Despite the important role of the tumor stroma in cancer progression, the vast majority of anticancer therapies target cancer cells and not the tumor microenvironment. A novel drug delivery approach that not only target tumor cells but also the inflammatory cells would be highly desirable. Here we propose to develop a delivery platform that builds on our recent work designing single chain variable fragment antibodies that both inhibit inflammatory monocyte migration to tumors and polarize macrophages towards the tumoricidal M1 phenotype by hijacking the CCL2/CCR2 pathway. This approach capitalizes on antibody binding specificity but exploits CCR2 receptor structure and function to improve therapeutic efficacy. We hypothesize that simultaneous targeting of multiple CCR2 epitopes will mediate a synergistic drug effect and inhibit tumor growth and metastasis by inducing M1 macrophage polarization and reducing macrophage migration. Our protein delivery approach capitalizes on both the targeting specificity of antibody fragments and also their ability to induce or modify downstream signaling. Thus, the antibody fragments will serve both as a delivery vehicle and therapeutic drug and have the potential to minimize carrier-induced toxicity.
The specific aims of this proposal are to (1) synthesize a modular CCR2-targeting zip-ligand system for macrophage polarization and establish its mechanism of action; (2) assess the effects of multi-epitope CCR2-targeting constructs on macrophage polarization, tumor growth, and metastasis in a triple-negative breast cancer (TNBC) mouse model; and (3) evaluate the therapeutic effects of multi-epitope CCR2 targeting in combination with (a) anti-PD-1 blockade and (b) other therapeutics in a mouse model of TNBC, a subtype with particularly poor clinical outcomes and limited treatment options.

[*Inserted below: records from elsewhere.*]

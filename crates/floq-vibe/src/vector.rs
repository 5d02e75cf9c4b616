//! Numeric operations over a [`VibeVector`].
//!
//! `adjust_vector` is the only path scorers use to bias the distribution.
//! Shrinkage of the non-target categories is proportional to their current
//! share, so relative ordering among them is preserved.

use floq_core::types::{Vibe, VibeVector};

/// Scale every weight in place so the vector sums to 1.
///
/// A zero (or non-finite) sum leaves the vector all-zero: the "no
/// information" sentinel. Callers must check for it before treating the
/// result as a probability distribution.
pub fn renormalize_vector(vector: &mut VibeVector) {
    let sum = vector.sum();
    if sum > 0.0 && sum.is_finite() {
        for vibe in Vibe::ALL {
            vector[vibe] /= sum;
        }
    } else {
        *vector = VibeVector::zero();
    }
}

/// Move `delta` of probability mass onto (or off) `target`.
///
/// The target weight is clamped to [0, 1]; the remaining mass is spread over
/// the other categories in proportion to their current weights, or uniformly
/// if they are all zero. A zero or non-finite delta is a no-op.
pub fn adjust_vector(vector: &mut VibeVector, target: Vibe, delta: f64) {
    if delta == 0.0 || !delta.is_finite() {
        return;
    }

    let old = vector[target];
    let new = (old + delta).clamp(0.0, 1.0);
    if new == old {
        return;
    }

    let others_sum: f64 = vector
        .iter()
        .filter(|(vibe, _)| *vibe != target)
        .map(|(_, w)| w.max(0.0))
        .sum();
    let remaining = 1.0 - new;

    if others_sum > f64::EPSILON {
        let scale = remaining / others_sum;
        for vibe in Vibe::ALL {
            if vibe != target {
                vector[vibe] = vector[vibe].max(0.0) * scale;
            }
        }
    } else {
        let share = remaining / (Vibe::COUNT - 1) as f64;
        for vibe in Vibe::ALL {
            if vibe != target {
                vector[vibe] = share;
            }
        }
    }
    vector[target] = new;
}

/// How peaked the distribution is: 0 for uniform, 1 for a single category.
///
/// Computed as one minus the normalized Shannon entropy. The zero vector
/// carries no information and reports 0.
pub fn concentration(vector: &VibeVector) -> f64 {
    let sum = vector.sum();
    if !(sum > 0.0) || !sum.is_finite() {
        return 0.0;
    }
    let entropy: f64 = vector
        .iter()
        .map(|(_, w)| w / sum)
        .filter(|p| *p > 0.0)
        .map(|p| -p * p.ln())
        .sum();
    let max_entropy = (Vibe::COUNT as f64).ln();
    (1.0 - entropy / max_entropy).clamp(0.0, 1.0)
}

#[cfg(test)]
mod tests {
    use super::*;

    const TOL: f64 = 1e-5;

    #[test]
    fn test_renormalize_scales_to_one() {
        let mut v = VibeVector::zero();
        v[Vibe::Chill] = 3.0;
        v[Vibe::Social] = 1.0;
        renormalize_vector(&mut v);
        assert!((v[Vibe::Chill] - 0.75).abs() < 1e-12);
        assert!((v.sum() - 1.0).abs() < TOL);
    }

    #[test]
    fn test_renormalize_zero_stays_zero() {
        let mut v = VibeVector::zero();
        renormalize_vector(&mut v);
        assert!(v.is_zero());
        assert_eq!(v.sum(), 0.0);
    }

    #[test]
    fn test_renormalize_non_finite_becomes_sentinel() {
        let mut v = VibeVector::uniform();
        v[Vibe::Weird] = f64::INFINITY;
        renormalize_vector(&mut v);
        assert!(v.is_zero());
    }

    #[test]
    fn test_adjust_boosts_target_and_keeps_sum() {
        let mut v = VibeVector::uniform();
        adjust_vector(&mut v, Vibe::Hype, 0.2);
        assert!((v[Vibe::Hype] - 0.3).abs() < 1e-12);
        assert!((v.sum() - 1.0).abs() < TOL);
        // Others shrink evenly from a uniform start.
        assert!((v[Vibe::Chill] - v[Vibe::Down]).abs() < 1e-12);
    }

    #[test]
    fn test_adjust_is_proportional() {
        let mut v = VibeVector::zero();
        v[Vibe::Chill] = 0.5;
        v[Vibe::Solo] = 0.25;
        v[Vibe::Open] = 0.25;
        adjust_vector(&mut v, Vibe::Open, 0.25);
        assert!((v[Vibe::Open] - 0.5).abs() < 1e-12);
        assert!((v[Vibe::Chill] - 2.0 * v[Vibe::Solo]).abs() < 1e-12);
        assert!((v.sum() - 1.0).abs() < TOL);
    }

    #[test]
    fn test_adjust_negative_delta_clamps_at_zero() {
        let mut v = VibeVector::uniform();
        adjust_vector(&mut v, Vibe::Down, -5.0);
        assert_eq!(v[Vibe::Down], 0.0);
        assert!((v.sum() - 1.0).abs() < TOL);
        assert!(v.iter().all(|(_, w)| w >= 0.0));
    }

    #[test]
    fn test_adjust_large_delta_clamps_at_one() {
        let mut v = VibeVector::uniform();
        adjust_vector(&mut v, Vibe::Flowing, 7.0);
        assert_eq!(v[Vibe::Flowing], 1.0);
        assert!(v.iter().filter(|(vibe, _)| *vibe != Vibe::Flowing).all(|(_, w)| w == 0.0));
    }

    #[test]
    fn test_adjust_from_one_hot_spreads_uniformly() {
        let mut v = VibeVector::zero();
        v[Vibe::Hype] = 1.0;
        adjust_vector(&mut v, Vibe::Hype, -0.9);
        assert!((v[Vibe::Hype] - 0.1).abs() < 1e-12);
        assert!((v[Vibe::Social] - 0.1).abs() < 1e-12);
        assert!((v.sum() - 1.0).abs() < TOL);
    }

    #[test]
    fn test_adjust_zero_delta_is_noop() {
        let mut v = VibeVector::uniform();
        adjust_vector(&mut v, Vibe::Curious, 0.13);
        let before = v;
        for _ in 0..5 {
            adjust_vector(&mut v, Vibe::Chill, 0.0);
        }
        assert_eq!(v, before);
        adjust_vector(&mut v, Vibe::Chill, f64::NAN);
        assert_eq!(v, before);
    }

    #[test]
    fn test_concentration_bounds() {
        assert!(concentration(&VibeVector::uniform()) < 1e-9);
        let mut one_hot = VibeVector::zero();
        one_hot[Vibe::Romantic] = 1.0;
        assert!((concentration(&one_hot) - 1.0).abs() < 1e-9);
        assert_eq!(concentration(&VibeVector::zero()), 0.0);
    }
}
//! Per-evaluation input snapshot.

use floq_core::types::Vibe;
use serde::{Deserialize, Serialize};

use crate::patterns::PersonalPatterns;

const DEFAULT_HOUR: u8 = 12;

/// Everything one `evaluate` call looks at.
///
/// Built by the caller from sensor/context readers for each evaluation.
/// Values are not validated: an out-of-range `hour` or a negative speed is a
/// caller contract violation and yields a best-effort result, never a panic.
/// Deserialization is lenient for the same reason: any number is accepted as
/// an hour and wrapped onto the clock, and `null` scalars take their defaults.
#[derive(Debug, Clone, PartialEq, Serialize, Deserialize)]
#[serde(rename_all = "camelCase", default)]
pub struct EngineInputs {
    /// Local wall-clock hour, 0–23.
    #[serde(deserialize_with = "lenient::hour")]
    pub hour: u8,
    #[serde(deserialize_with = "lenient::flag_or_false")]
    pub is_weekend: bool,
    #[serde(deserialize_with = "lenient::finite_or_zero")]
    pub speed_mps: f64,
    /// Fraction of the recent window the screen was on, 0–1.
    #[serde(deserialize_with = "lenient::finite_or_zero")]
    pub screen_on_ratio01: f64,
    #[serde(deserialize_with = "lenient::flag_or_true")]
    pub is_daylight: bool,
    pub weather_energy_offset: Option<f64>,
    pub weather_confidence_boost: Option<f64>,
    #[serde(deserialize_with = "lenient::flag_or_false")]
    pub venue_arrived: bool,
    pub dwell_minutes: Option<f64>,
    pub venue_intelligence: Option<VenueIntelligence>,
    pub patterns: Option<PersonalPatterns>,
    /// Pattern-usage flag, resolved by the caller from configuration.
    #[serde(deserialize_with = "lenient::flag_or_false")]
    pub patterns_enabled: bool,
}

impl Default for EngineInputs {
    fn default() -> Self {
        Self {
            hour: DEFAULT_HOUR,
            is_weekend: false,
            speed_mps: 0.0,
            screen_on_ratio01: 0.0,
            is_daylight: true,
            weather_energy_offset: None,
            weather_confidence_boost: None,
            venue_arrived: false,
            dwell_minutes: None,
            venue_intelligence: None,
            patterns: None,
            patterns_enabled: false,
        }
    }
}

impl EngineInputs {
    /// Hour reduced into 0–23 so table lookups never go out of bounds.
    pub fn hour_of_day(&self) -> u8 {
        self.hour % 24
    }
}

mod lenient {
    use serde::{Deserialize, Deserializer};

    use super::DEFAULT_HOUR;

    /// Any finite number, truncated and wrapped onto 0–23.
    pub(super) fn hour<'de, D: Deserializer<'de>>(d: D) -> Result<u8, D::Error> {
        Ok(Option::<f64>::deserialize(d)?
            .filter(|h| h.is_finite())
            .map(|h| (h.trunc() as i64).rem_euclid(24) as u8)
            .unwrap_or(DEFAULT_HOUR))
    }

    pub(super) fn finite_or_zero<'de, D: Deserializer<'de>>(d: D) -> Result<f64, D::Error> {
        Ok(Option::<f64>::deserialize(d)?
            .filter(|v| v.is_finite())
            .unwrap_or(0.0))
    }

    pub(super) fn flag_or_false<'de, D: Deserializer<'de>>(d: D) -> Result<bool, D::Error> {
        Ok(Option::<bool>::deserialize(d)?.unwrap_or(false))
    }

    pub(super) fn flag_or_true<'de, D: Deserializer<'de>>(d: D) -> Result<bool, D::Error> {
        Ok(Option::<bool>::deserialize(d)?.unwrap_or(true))
    }
}

/// Venue snapshot supplied by the external venue-data service.
#[derive(Debug, Clone, PartialEq, Serialize, Deserialize)]
#[serde(rename_all = "camelCase")]
pub struct VenueIntelligence {
    pub venue_id: String,
    #[serde(default)]
    pub name: Option<String>,
    pub primary_vibe: Vibe,
    /// Confidence in `primary_vibe`, 0–1.
    pub vibe_confidence: f64,
    /// Typical energy of the venue, 0–1.
    #[serde(default)]
    pub energy_level: f64,
    /// How strongly the venue suits each hour of the day (24 entries, 0–1).
    #[serde(default)]
    pub hourly_preference: Option<Vec<f64>>,
    #[serde(default)]
    pub occupancy: Option<Occupancy>,
    #[serde(default)]
    pub is_open: Option<bool>,
    /// Average rating, 0–5.
    #[serde(default)]
    pub rating: Option<f64>,
}

impl VenueIntelligence {
    /// Preference at `hour`, if the curve covers it.
    pub fn preference_at(&self, hour: u8) -> Option<f64> {
        self.hourly_preference
            .as_ref()
            .and_then(|curve| curve.get(hour as usize).copied())
    }
}

#[derive(Debug, Clone, Copy, PartialEq, Serialize, Deserialize)]
#[serde(rename_all = "camelCase")]
pub struct Occupancy {
    pub current_count: u32,
    #[serde(default)]
    pub capacity: Option<u32>,
}

impl Occupancy {
    /// Fill ratio in [0, 1]. Without a capacity, 50 people counts as full.
    pub fn ratio(&self) -> f64 {
        const ASSUMED_CAPACITY: f64 = 50.0;
        let capacity = match self.capacity {
            Some(c) if c > 0 => c as f64,
            _ => ASSUMED_CAPACITY,
        };
        (self.current_count as f64 / capacity).clamp(0.0, 1.0)
    }
}

#[cfg(test)]
mod tests {
    use super::*;

    #[test]
    fn test_deserialize_minimal_camel_case() {
        let inputs: EngineInputs =
            serde_json::from_str(r#"{"hour": 21, "isWeekend": true, "speedMps": 1.2}"#).unwrap();
        assert_eq!(inputs.hour, 21);
        assert!(inputs.is_weekend);
        assert!(inputs.is_daylight);
        assert!(inputs.patterns.is_none());
        assert!(!inputs.patterns_enabled);
    }

    #[test]
    fn test_malformed_scalars_take_best_effort_values() {
        let cases = [
            (r#"{"hour": -1}"#, 23),
            (r#"{"hour": 24.5}"#, 0),
            (r#"{"hour": 300}"#, 12),
            (r#"{"hour": 7.9}"#, 7),
            (r#"{"hour": null}"#, DEFAULT_HOUR),
        ];
        for (json, hour) in cases {
            let inputs: EngineInputs = serde_json::from_str(json).unwrap();
            assert_eq!(inputs.hour, hour, "{json}");
        }

        let inputs: EngineInputs = serde_json::from_str(
            r#"{"speedMps": null, "screenOnRatio01": null, "isDaylight": null, "isWeekend": null, "venueArrived": null}"#,
        )
        .unwrap();
        assert_eq!(inputs, EngineInputs::default());
    }

    #[test]
    fn test_hour_of_day_wraps() {
        let inputs = EngineInputs {
            hour: 27,
            ..Default::default()
        };
        assert_eq!(inputs.hour_of_day(), 3);
    }

    #[test]
    fn test_occupancy_ratio() {
        let full = Occupancy {
            current_count: 120,
            capacity: Some(100),
        };
        assert_eq!(full.ratio(), 1.0);
        let unknown = Occupancy {
            current_count: 25,
            capacity: None,
        };
        assert!((unknown.ratio() - 0.5).abs() < 1e-12);
        let zero_capacity = Occupancy {
            current_count: 10,
            capacity: Some(0),
        };
        assert!((zero_capacity.ratio() - 0.2).abs() < 1e-12);
    }
}
//! Config resolution shared by the handle constructors.

use floq_core::config::FloqConfig;

use super::error_codes;

/// Parse optional TOML (defaults when absent), then apply env overrides.
pub fn resolve(config_toml: Option<&str>) -> napi::Result<FloqConfig> {
    let mut config = match config_toml {
        Some(toml_str) => FloqConfig::from_toml(toml_str)
            .map_err(|e| error_codes::error(error_codes::CONFIG_ERROR, e))?,
        None => FloqConfig::default(),
    };
    config.apply_env_overrides();
    Ok(config)
}

/// Minutes east of UTC as a chrono offset.
pub fn utc_offset(minutes: i32) -> napi::Result<chrono::FixedOffset> {
    minutes
        .checked_mul(60)
        .and_then(chrono::FixedOffset::east_opt)
        .ok_or_else(|| {
            error_codes::error(
                error_codes::INVALID_INPUT,
                format!("utc offset out of range: {minutes} minutes"),
            )
        })
}
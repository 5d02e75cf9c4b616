//! Time source for the feedback service.

use std::sync::{Mutex, PoisonError};

use chrono::{DateTime, Duration, Utc};

pub trait Clock: Send + Sync {
    fn now(&self) -> DateTime<Utc>;
}

/// Wall-clock time.
#[derive(Debug, Clone, Copy, Default)]
pub struct SystemClock;

impl Clock for SystemClock {
    fn now(&self) -> DateTime<Utc> {
        Utc::now()
    }
}

/// A clock that only moves when told to. Used by tests and replay tools.
#[derive(Debug)]
pub struct ManualClock {
    now: Mutex<DateTime<Utc>>,
}

impl ManualClock {
    pub fn new(start: DateTime<Utc>) -> Self {
        Self {
            now: Mutex::new(start),
        }
    }

    pub fn set(&self, to: DateTime<Utc>) {
        *self.now.lock().unwrap_or_else(PoisonError::into_inner) = to;
    }

    pub fn advance(&self, by: Duration) {
        let mut now = self.now.lock().unwrap_or_else(PoisonError::into_inner);
        *now += by;
    }
}

impl Clock for ManualClock {
    fn now(&self) -> DateTime<Utc> {
        *self.now.lock().unwrap_or_else(PoisonError::into_inner)
    }
}

/// `at - by`, saturating at the earliest representable instant.
pub fn saturating_sub(at: DateTime<Utc>, by: Duration) -> DateTime<Utc> {
    at.checked_sub_signed(by).unwrap_or(DateTime::<Utc>::MIN_UTC)
}

/// `Duration::hours` that saturates instead of panicking.
pub fn hours(h: i64) -> Duration {
    Duration::try_hours(h).unwrap_or(Duration::MAX)
}

#[cfg(test)]
mod tests {
    use chrono::TimeZone;

    use super::*;

    #[test]
    fn test_manual_clock_advances() {
        let start = Utc.with_ymd_and_hms(2024, 6, 1, 9, 0, 0).unwrap();
        let clock = ManualClock::new(start);
        clock.advance(Duration::hours(3));
        assert_eq!(clock.now(), start + Duration::hours(3));
        clock.set(start);
        assert_eq!(clock.now(), start);
    }

    #[test]
    fn test_saturating_sub_never_panics() {
        let start = Utc.with_ymd_and_hms(2024, 6, 1, 9, 0, 0).unwrap();
        assert_eq!(saturating_sub(start, hours(i64::MAX)), DateTime::<Utc>::MIN_UTC);
        assert_eq!(saturating_sub(start, hours(2)), start - Duration::hours(2));
    }
}
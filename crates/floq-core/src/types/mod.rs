//! Shared value types: vibe categories, vibe vectors, evidence channels.

pub mod components;
pub mod vibe;

pub use components::{Component, ComponentScores};
pub use vibe::{Vibe, VibeVector};
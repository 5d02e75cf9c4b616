//! Screen-activity scorer.

use floq_core::config::EngineConfig;
use floq_core::types::Vibe;

use crate::inputs::EngineInputs;

use super::ScorerOutput;

pub fn score_screen_activity(inputs: &EngineInputs, _config: &EngineConfig) -> ScorerOutput {
    let ratio = inputs.screen_on_ratio01;
    if !ratio.is_finite() {
        return ScorerOutput::neutral();
    }
    let ratio = ratio.clamp(0.0, 1.0);
    let output = ScorerOutput::new(ratio);

    if ratio > 0.7 {
        // Heads-down on the phone: browsing, looking for something.
        output.with_nudge(Vibe::Curious, 0.4)
    } else if ratio < 0.15 {
        // Phone away: present with whoever is around.
        output.with_nudge(Vibe::Open, 0.3)
    } else {
        output
    }
}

Upon successful completion, this project will establish a new delivery concept to modify downstream signaling and modulate cellular phenotypes.
Despite the important role of the tumor stroma in cancer progression, the majority of anticancer therapies target cancer cells and not the tumor microenvironment. Here we propose to develop a targeted, protein-based therapeutic platform designed to convert tumor-promoting macrophages to suppress tumorigenesis. This new delivery platform could improve therapeutic outcomes in cancer patients, particularly where tumor-associated macrophages are linked with poor clinical outcomes.